(Dataset records)
★ ★ ★
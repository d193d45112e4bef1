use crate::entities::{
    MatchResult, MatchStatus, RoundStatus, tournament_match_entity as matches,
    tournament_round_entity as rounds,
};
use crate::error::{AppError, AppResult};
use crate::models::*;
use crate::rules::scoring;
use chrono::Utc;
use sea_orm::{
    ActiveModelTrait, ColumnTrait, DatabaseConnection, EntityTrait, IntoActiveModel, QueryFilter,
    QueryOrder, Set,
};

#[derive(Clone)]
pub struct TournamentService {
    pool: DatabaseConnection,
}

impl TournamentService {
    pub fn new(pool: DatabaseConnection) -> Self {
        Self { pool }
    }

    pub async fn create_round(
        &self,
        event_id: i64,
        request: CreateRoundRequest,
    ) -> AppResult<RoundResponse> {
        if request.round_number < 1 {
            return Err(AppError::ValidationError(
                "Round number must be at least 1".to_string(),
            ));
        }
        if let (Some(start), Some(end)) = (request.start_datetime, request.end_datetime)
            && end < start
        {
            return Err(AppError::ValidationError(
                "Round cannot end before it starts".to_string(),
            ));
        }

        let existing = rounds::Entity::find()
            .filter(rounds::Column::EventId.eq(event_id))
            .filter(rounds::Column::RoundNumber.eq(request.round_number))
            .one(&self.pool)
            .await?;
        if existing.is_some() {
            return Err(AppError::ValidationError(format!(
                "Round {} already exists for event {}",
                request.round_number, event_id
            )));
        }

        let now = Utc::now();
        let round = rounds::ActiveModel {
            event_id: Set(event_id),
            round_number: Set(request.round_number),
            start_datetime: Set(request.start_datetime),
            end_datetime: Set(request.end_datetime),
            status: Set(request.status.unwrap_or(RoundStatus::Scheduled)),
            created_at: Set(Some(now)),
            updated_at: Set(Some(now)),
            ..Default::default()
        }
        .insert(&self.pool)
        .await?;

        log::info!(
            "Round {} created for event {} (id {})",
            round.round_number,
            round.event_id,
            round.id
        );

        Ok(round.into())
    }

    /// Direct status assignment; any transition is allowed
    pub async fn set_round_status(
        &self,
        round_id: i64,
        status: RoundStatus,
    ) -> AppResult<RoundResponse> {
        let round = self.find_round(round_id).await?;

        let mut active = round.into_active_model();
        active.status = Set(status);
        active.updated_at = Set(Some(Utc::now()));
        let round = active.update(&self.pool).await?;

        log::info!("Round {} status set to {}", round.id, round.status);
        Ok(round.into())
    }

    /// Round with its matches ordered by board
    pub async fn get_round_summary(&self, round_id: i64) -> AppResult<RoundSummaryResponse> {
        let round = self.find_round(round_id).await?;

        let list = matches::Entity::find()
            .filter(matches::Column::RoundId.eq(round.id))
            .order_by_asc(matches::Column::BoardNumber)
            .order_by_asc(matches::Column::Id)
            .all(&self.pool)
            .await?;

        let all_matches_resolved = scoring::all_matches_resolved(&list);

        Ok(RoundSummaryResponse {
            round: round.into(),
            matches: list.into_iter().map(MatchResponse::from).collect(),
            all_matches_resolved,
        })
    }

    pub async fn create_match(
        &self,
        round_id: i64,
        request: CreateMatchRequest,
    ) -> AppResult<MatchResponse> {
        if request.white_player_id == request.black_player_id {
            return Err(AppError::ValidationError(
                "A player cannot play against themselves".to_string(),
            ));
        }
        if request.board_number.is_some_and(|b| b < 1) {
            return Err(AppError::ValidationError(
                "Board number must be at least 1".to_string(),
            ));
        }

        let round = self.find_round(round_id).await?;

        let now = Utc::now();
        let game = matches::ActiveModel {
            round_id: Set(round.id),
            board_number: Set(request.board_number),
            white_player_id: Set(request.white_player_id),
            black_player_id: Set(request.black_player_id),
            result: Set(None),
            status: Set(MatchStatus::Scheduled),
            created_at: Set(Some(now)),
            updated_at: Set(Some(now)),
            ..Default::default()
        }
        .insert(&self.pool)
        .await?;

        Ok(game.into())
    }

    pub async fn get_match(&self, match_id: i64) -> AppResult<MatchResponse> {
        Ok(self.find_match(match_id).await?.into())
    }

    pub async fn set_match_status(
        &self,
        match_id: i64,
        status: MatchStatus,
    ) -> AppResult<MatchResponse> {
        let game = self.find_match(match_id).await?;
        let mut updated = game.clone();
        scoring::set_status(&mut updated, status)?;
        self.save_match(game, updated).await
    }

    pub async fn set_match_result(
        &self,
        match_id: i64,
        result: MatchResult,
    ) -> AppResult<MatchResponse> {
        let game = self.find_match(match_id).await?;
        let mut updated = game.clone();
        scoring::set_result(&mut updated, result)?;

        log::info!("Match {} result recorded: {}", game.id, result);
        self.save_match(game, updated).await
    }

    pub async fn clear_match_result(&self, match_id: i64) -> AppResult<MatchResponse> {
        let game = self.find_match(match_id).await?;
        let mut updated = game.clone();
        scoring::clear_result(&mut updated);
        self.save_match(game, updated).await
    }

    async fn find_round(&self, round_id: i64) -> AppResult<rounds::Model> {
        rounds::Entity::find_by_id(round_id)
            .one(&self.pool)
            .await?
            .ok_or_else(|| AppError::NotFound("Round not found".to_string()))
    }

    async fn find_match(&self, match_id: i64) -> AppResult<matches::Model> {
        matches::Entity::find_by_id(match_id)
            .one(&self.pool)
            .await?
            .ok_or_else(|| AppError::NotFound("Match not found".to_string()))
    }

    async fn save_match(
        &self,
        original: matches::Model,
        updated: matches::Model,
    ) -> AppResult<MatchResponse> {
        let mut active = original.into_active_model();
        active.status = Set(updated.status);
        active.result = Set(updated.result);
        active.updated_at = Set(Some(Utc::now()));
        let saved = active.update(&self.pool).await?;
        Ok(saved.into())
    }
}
★ ★ ★
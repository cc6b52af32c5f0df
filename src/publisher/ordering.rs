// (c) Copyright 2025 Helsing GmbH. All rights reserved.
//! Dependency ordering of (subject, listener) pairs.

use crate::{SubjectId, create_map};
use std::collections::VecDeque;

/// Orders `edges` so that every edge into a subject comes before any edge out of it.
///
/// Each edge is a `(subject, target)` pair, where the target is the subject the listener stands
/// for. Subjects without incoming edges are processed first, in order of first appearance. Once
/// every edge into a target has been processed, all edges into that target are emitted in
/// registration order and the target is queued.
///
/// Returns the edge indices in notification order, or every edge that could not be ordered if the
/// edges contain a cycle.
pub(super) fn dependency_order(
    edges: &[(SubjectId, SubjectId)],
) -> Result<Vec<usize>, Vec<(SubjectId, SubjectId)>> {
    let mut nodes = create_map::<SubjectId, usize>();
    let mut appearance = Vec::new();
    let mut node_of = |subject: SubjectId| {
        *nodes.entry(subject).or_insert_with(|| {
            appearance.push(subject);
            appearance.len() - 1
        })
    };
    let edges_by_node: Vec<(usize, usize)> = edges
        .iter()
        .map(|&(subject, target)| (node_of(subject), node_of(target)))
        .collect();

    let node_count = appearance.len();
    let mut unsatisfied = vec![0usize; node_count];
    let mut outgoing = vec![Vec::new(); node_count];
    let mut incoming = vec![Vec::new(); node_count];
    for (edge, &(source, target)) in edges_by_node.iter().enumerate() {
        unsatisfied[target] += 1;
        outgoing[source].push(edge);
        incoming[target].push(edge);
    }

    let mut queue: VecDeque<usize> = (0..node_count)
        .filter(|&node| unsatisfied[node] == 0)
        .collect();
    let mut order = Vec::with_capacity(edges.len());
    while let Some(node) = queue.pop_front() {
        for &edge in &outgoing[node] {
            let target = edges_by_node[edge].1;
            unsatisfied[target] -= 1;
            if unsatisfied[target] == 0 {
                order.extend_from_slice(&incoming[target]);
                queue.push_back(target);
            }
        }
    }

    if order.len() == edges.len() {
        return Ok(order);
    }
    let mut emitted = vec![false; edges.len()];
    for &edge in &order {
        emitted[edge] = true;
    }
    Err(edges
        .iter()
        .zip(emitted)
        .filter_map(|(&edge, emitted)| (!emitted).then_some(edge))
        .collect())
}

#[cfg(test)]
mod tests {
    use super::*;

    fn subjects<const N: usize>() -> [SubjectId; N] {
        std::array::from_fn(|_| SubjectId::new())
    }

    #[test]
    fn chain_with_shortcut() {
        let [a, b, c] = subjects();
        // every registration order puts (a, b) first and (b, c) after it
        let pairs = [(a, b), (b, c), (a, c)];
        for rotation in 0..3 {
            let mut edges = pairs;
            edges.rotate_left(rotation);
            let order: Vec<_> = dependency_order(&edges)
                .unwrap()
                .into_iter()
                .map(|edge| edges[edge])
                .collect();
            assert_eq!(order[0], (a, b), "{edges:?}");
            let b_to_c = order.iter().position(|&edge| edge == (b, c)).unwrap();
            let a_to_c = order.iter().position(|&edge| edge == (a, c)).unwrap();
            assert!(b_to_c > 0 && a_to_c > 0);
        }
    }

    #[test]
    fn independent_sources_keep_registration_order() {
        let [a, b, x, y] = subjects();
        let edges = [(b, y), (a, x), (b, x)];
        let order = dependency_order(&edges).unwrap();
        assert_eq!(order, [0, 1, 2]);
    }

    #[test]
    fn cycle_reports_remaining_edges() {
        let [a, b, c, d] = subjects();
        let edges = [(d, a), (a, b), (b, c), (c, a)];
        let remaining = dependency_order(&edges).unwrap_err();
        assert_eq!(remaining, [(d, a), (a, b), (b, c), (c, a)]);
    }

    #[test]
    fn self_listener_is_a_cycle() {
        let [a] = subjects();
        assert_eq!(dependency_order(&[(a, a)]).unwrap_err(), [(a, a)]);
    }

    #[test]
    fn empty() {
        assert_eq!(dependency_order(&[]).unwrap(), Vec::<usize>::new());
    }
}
★ ★ ★
**What the exercise asks:** Look above for the line with "repository d193d45112e4bef1" and the line with "let existing = rounds::Entity::find()"; transcribe both and all lines in between, exactly, and nothing else.

**Solution:**
repository d193d45112e4bef1
use crate::entities::{
    MatchResult, MatchStatus, RoundStatus, tournament_match_entity as matches,
    tournament_round_entity as rounds,
};
use crate::error::{AppError, AppResult};
use crate::models::*;
use crate::rules::scoring;
use chrono::Utc;
use sea_orm::{
    ActiveModelTrait, ColumnTrait, DatabaseConnection, EntityTrait, IntoActiveModel, QueryFilter,
    QueryOrder, Set,
};

#[derive(Clone)]
pub struct TournamentService {
    pool: DatabaseConnection,
}

impl TournamentService {
    pub fn new(pool: DatabaseConnection) -> Self {
        Self { pool }
    }

    pub async fn create_round(
        &self,
        event_id: i64,
        request: CreateRoundRequest,
    ) -> AppResult<RoundResponse> {
        if request.round_number < 1 {
            return Err(AppError::ValidationError(
                "Round number must be at least 1".to_string(),
            ));
        }
        if let (Some(start), Some(end)) = (request.start_datetime, request.end_datetime)
            && end < start
        {
            return Err(AppError::ValidationError(
                "Round cannot end before it starts".to_string(),
            ));
        }

        let existing = rounds::Entity::find()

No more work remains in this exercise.